DATA SECTION -

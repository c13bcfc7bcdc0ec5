//! Session state machine.
//!
//! All state changes go through [`Session::apply`], a pure function from the
//! current session and one event to the next session plus the requests the
//! driver must issue. Request completions carry the [`CycleId`] they were
//! issued for; a completion whose cycle is no longer live is discarded.

use crate::service::error::{DiagnosisError, VideoError};
use crate::service::types::{DiagnosisResult, Persona, Query, VideoAsset};
use crate::transcript::CaptureErrorKind;
use std::fmt;
use std::sync::Arc;

/// Identity of one diagnostic cycle. Strictly increasing per session.
#[derive(Debug, Clone, Copy, PartialEq, Eq, PartialOrd, Ord, Hash)]
pub struct CycleId(pub u64);

impl fmt::Display for CycleId {
    fn fmt(&self, f: &mut fmt::Formatter<'_>) -> fmt::Result {
        write!(f, "#{}", self.0)
    }
}

/// Progress of the supplementary video for a ready diagnosis.
#[derive(Debug, Clone, PartialEq)]
pub enum VideoState {
    Pending,
    Ready(Arc<VideoAsset>),
    Failed(VideoError),
    /// Video generation disabled for this session.
    Skipped,
}

impl VideoState {
    /// True once no video response is outstanding.
    pub fn is_settled(&self) -> bool {
        !matches!(self, VideoState::Pending)
    }

    pub fn name(&self) -> &'static str {
        match self {
            VideoState::Pending => "pending",
            VideoState::Ready(_) => "ready",
            VideoState::Failed(_) => "failed",
            VideoState::Skipped => "skipped",
        }
    }
}

#[derive(Debug, Clone, PartialEq, Default)]
pub enum SessionState {
    #[default]
    Idle,
    /// Listening for an utterance. `resume` is restored if nothing is heard.
    Capturing { resume: Box<SessionState> },
    Diagnosing { cycle: CycleId, query: Query },
    Ready {
        cycle: CycleId,
        query: Query,
        result: Arc<DiagnosisResult>,
        video: VideoState,
    },
    Failed {
        cycle: CycleId,
        query: Query,
        reason: DiagnosisError,
    },
}

impl SessionState {
    pub fn name(&self) -> &'static str {
        match self {
            SessionState::Idle => "idle",
            SessionState::Capturing { .. } => "capturing",
            SessionState::Diagnosing { .. } => "diagnosing",
            SessionState::Ready { .. } => "ready",
            SessionState::Failed { .. } => "failed",
        }
    }

    /// Cycle of the live query, if any.
    pub fn cycle(&self) -> Option<CycleId> {
        match self {
            SessionState::Diagnosing { cycle, .. }
            | SessionState::Ready { cycle, .. }
            | SessionState::Failed { cycle, .. } => Some(*cycle),
            SessionState::Idle | SessionState::Capturing { .. } => None,
        }
    }

    pub fn query(&self) -> Option<&Query> {
        match self {
            SessionState::Diagnosing { query, .. }
            | SessionState::Ready { query, .. }
            | SessionState::Failed { query, .. } => Some(query),
            SessionState::Idle | SessionState::Capturing { .. } => None,
        }
    }

    pub fn result(&self) -> Option<&DiagnosisResult> {
        match self {
            SessionState::Ready { result, .. } => Some(result),
            _ => None,
        }
    }

    pub fn video(&self) -> Option<&VideoState> {
        match self {
            SessionState::Ready { video, .. } => Some(video),
            _ => None,
        }
    }

    /// Ready asset, if the video arrived.
    pub fn video_asset(&self) -> Option<&Arc<VideoAsset>> {
        match self.video() {
            Some(VideoState::Ready(asset)) => Some(asset),
            _ => None,
        }
    }

    /// Whether a new utterance may start a cycle from here.
    pub fn accepts_input(&self) -> bool {
        match self {
            SessionState::Idle | SessionState::Capturing { .. } | SessionState::Failed { .. } => {
                true
            }
            SessionState::Ready { video, .. } => video.is_settled(),
            SessionState::Diagnosing { .. } => false,
        }
    }
}

/// Input to the state machine.
#[derive(Debug, Clone, PartialEq)]
pub enum Event {
    /// Text from a transcript source, submitted with the session persona.
    Utterance(String),
    /// A fully formed query with its own persona.
    Submit(Query),
    /// Start over with the query that failed.
    Retry,
    Reset,
    SetPersona(Persona),
    CaptureStarted,
    CaptureCancelled,
    CaptureFailed(CaptureErrorKind),
    DiagnosisCompleted {
        cycle: CycleId,
        result: Result<DiagnosisResult, DiagnosisError>,
    },
    VideoCompleted {
        cycle: CycleId,
        result: Result<VideoAsset, VideoError>,
    },
}

impl Event {
    pub fn name(&self) -> &'static str {
        match self {
            Event::Utterance(_) => "utterance",
            Event::Submit(_) => "submit",
            Event::Retry => "retry",
            Event::Reset => "reset",
            Event::SetPersona(_) => "set_persona",
            Event::CaptureStarted => "capture_started",
            Event::CaptureCancelled => "capture_cancelled",
            Event::CaptureFailed(_) => "capture_failed",
            Event::DiagnosisCompleted { .. } => "diagnosis_completed",
            Event::VideoCompleted { .. } => "video_completed",
        }
    }
}

/// Outbound request the driver must perform.
#[derive(Debug, Clone, PartialEq)]
pub enum Effect {
    RequestDiagnosis { cycle: CycleId, query: Query },
    RequestVideo { cycle: CycleId, query: Query },
}

/// Why an input was refused.
#[derive(Debug, Clone, Copy, PartialEq, Eq)]
pub enum RejectReason {
    /// A diagnosis or its video is still outstanding.
    Busy,
    EmptyUtterance,
    AlreadyCapturing,
    NotCapturing,
    NothingToRetry,
    AlreadyIdle,
}

impl fmt::Display for RejectReason {
    fn fmt(&self, f: &mut fmt::Formatter<'_>) -> fmt::Result {
        let text = match self {
            RejectReason::Busy => "a request is still in progress",
            RejectReason::EmptyUtterance => "nothing was said",
            RejectReason::AlreadyCapturing => "already listening",
            RejectReason::NotCapturing => "not listening",
            RejectReason::NothingToRetry => "there is no failed query to retry",
            RejectReason::AlreadyIdle => "nothing to reset",
        };
        f.write_str(text)
    }
}

#[derive(Debug, Clone, Copy, PartialEq, Eq)]
pub enum Outcome {
    Applied,
    /// Input refused in the current state; session unchanged.
    Rejected(RejectReason),
    /// Stale or out-of-state completion; session unchanged.
    Discarded,
}

/// Result of applying one event.
#[derive(Debug, Clone)]
pub struct Step {
    pub session: Session,
    pub effects: Vec<Effect>,
    pub outcome: Outcome,
}

/// The live session: current state plus what the next cycle needs.
#[derive(Debug, Clone, PartialEq)]
pub struct Session {
    state: SessionState,
    persona: Persona,
    video_enabled: bool,
    last_cycle: u64,
}

impl Default for Session {
    fn default() -> Self {
        Self::new(Persona::default(), true)
    }
}

impl Session {
    pub fn new(persona: Persona, video_enabled: bool) -> Self {
        Self {
            state: SessionState::Idle,
            persona,
            video_enabled,
            last_cycle: 0,
        }
    }

    pub fn state(&self) -> &SessionState {
        &self.state
    }

    pub fn persona(&self) -> Persona {
        self.persona
    }

    pub fn video_enabled(&self) -> bool {
        self.video_enabled
    }

    /// Most recently issued cycle, if any.
    pub fn last_cycle(&self) -> Option<CycleId> {
        (self.last_cycle > 0).then_some(CycleId(self.last_cycle))
    }

    /// Apply one event.
    pub fn apply(self, event: Event) -> Step {
        match event {
            Event::Utterance(text) => match Query::new(&text, self.persona) {
                Ok(query) => self.submit(query),
                Err(_) if matches!(self.state, SessionState::Capturing { .. }) => {
                    self.apply(Event::CaptureFailed(CaptureErrorKind::NoSpeech))
                }
                Err(_) => self.reject(RejectReason::EmptyUtterance),
            },
            Event::Submit(query) => self.submit(query),
            Event::Retry => match &self.state {
                SessionState::Failed { query, .. } => {
                    let query = query.clone();
                    self.begin_cycle(query)
                }
                _ => self.reject(RejectReason::NothingToRetry),
            },
            Event::Reset => match self.state {
                SessionState::Idle => self.reject(RejectReason::AlreadyIdle),
                _ => self.with_state(SessionState::Idle),
            },
            Event::SetPersona(persona) => {
                let mut session = self;
                session.persona = persona;
                session.applied(Vec::new())
            }
            Event::CaptureStarted => match &self.state {
                SessionState::Capturing { .. } => self.reject(RejectReason::AlreadyCapturing),
                state if state.accepts_input() => {
                    let mut session = self;
                    let resume = std::mem::take(&mut session.state);
                    session.with_state(SessionState::Capturing {
                        resume: Box::new(resume),
                    })
                }
                _ => self.reject(RejectReason::Busy),
            },
            Event::CaptureCancelled | Event::CaptureFailed(_) => {
                let mut session = self;
                match std::mem::take(&mut session.state) {
                    SessionState::Capturing { resume } => session.with_state(*resume),
                    other => {
                        session.state = other;
                        session.discard()
                    }
                }
            }
            Event::DiagnosisCompleted { cycle, result } => {
                let mut session = self;
                match std::mem::take(&mut session.state) {
                    SessionState::Diagnosing { cycle: live, query } if live == cycle => {
                        session.diagnosis_settled(cycle, query, result)
                    }
                    other => {
                        session.state = other;
                        session.discard()
                    }
                }
            }
            Event::VideoCompleted { cycle, result } => {
                let mut session = self;
                match std::mem::take(&mut session.state) {
                    SessionState::Ready {
                        cycle: live,
                        query,
                        result: diagnosis,
                        video: VideoState::Pending,
                    } if live == cycle => {
                        let video = match result {
                            Ok(asset) => VideoState::Ready(Arc::new(asset)),
                            Err(err) => VideoState::Failed(err),
                        };
                        session.with_state(SessionState::Ready {
                            cycle,
                            query,
                            result: diagnosis,
                            video,
                        })
                    }
                    other => {
                        session.state = other;
                        session.discard()
                    }
                }
            }
        }
    }

    fn submit(self, query: Query) -> Step {
        if self.state.accepts_input() {
            self.begin_cycle(query)
        } else {
            self.reject(RejectReason::Busy)
        }
    }

    fn begin_cycle(mut self, query: Query) -> Step {
        self.last_cycle += 1;
        let cycle = CycleId(self.last_cycle);
        self.state = SessionState::Diagnosing {
            cycle,
            query: query.clone(),
        };
        self.applied(vec![Effect::RequestDiagnosis { cycle, query }])
    }

    fn diagnosis_settled(
        mut self,
        cycle: CycleId,
        query: Query,
        result: Result<DiagnosisResult, DiagnosisError>,
    ) -> Step {
        match result {
            Ok(result) => {
                let (video, effects) = if self.video_enabled {
                    (
                        VideoState::Pending,
                        vec![Effect::RequestVideo {
                            cycle,
                            query: query.clone(),
                        }],
                    )
                } else {
                    (VideoState::Skipped, Vec::new())
                };
                self.state = SessionState::Ready {
                    cycle,
                    query,
                    result: Arc::new(result),
                    video,
                };
                self.applied(effects)
            }
            Err(reason) => self.with_state(SessionState::Failed {
                cycle,
                query,
                reason,
            }),
        }
    }

    fn with_state(mut self, state: SessionState) -> Step {
        self.state = state;
        self.applied(Vec::new())
    }

    fn applied(self, effects: Vec<Effect>) -> Step {
        Step {
            session: self,
            effects,
            outcome: Outcome::Applied,
        }
    }

    fn reject(self, reason: RejectReason) -> Step {
        Step {
            session: self,
            effects: Vec::new(),
            outcome: Outcome::Rejected(reason),
        }
    }

    fn discard(self) -> Step {
        Step {
            session: self,
            effects: Vec::new(),
            outcome: Outcome::Discarded,
        }
    }
}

WHAT YOU ARE ASKED TO DO - Each line holding the word "live" must be copied from the data.

ANSWER BOX -
//! issued for; a completion whose cycle is no longer live is discarded.
    /// Cycle of the live query, if any.
/// The live session: current state plus what the next cycle needs.
                    SessionState::Diagnosing { cycle: live, query } if live == cycle => {
                        cycle: live,
                    } if live == cycle => {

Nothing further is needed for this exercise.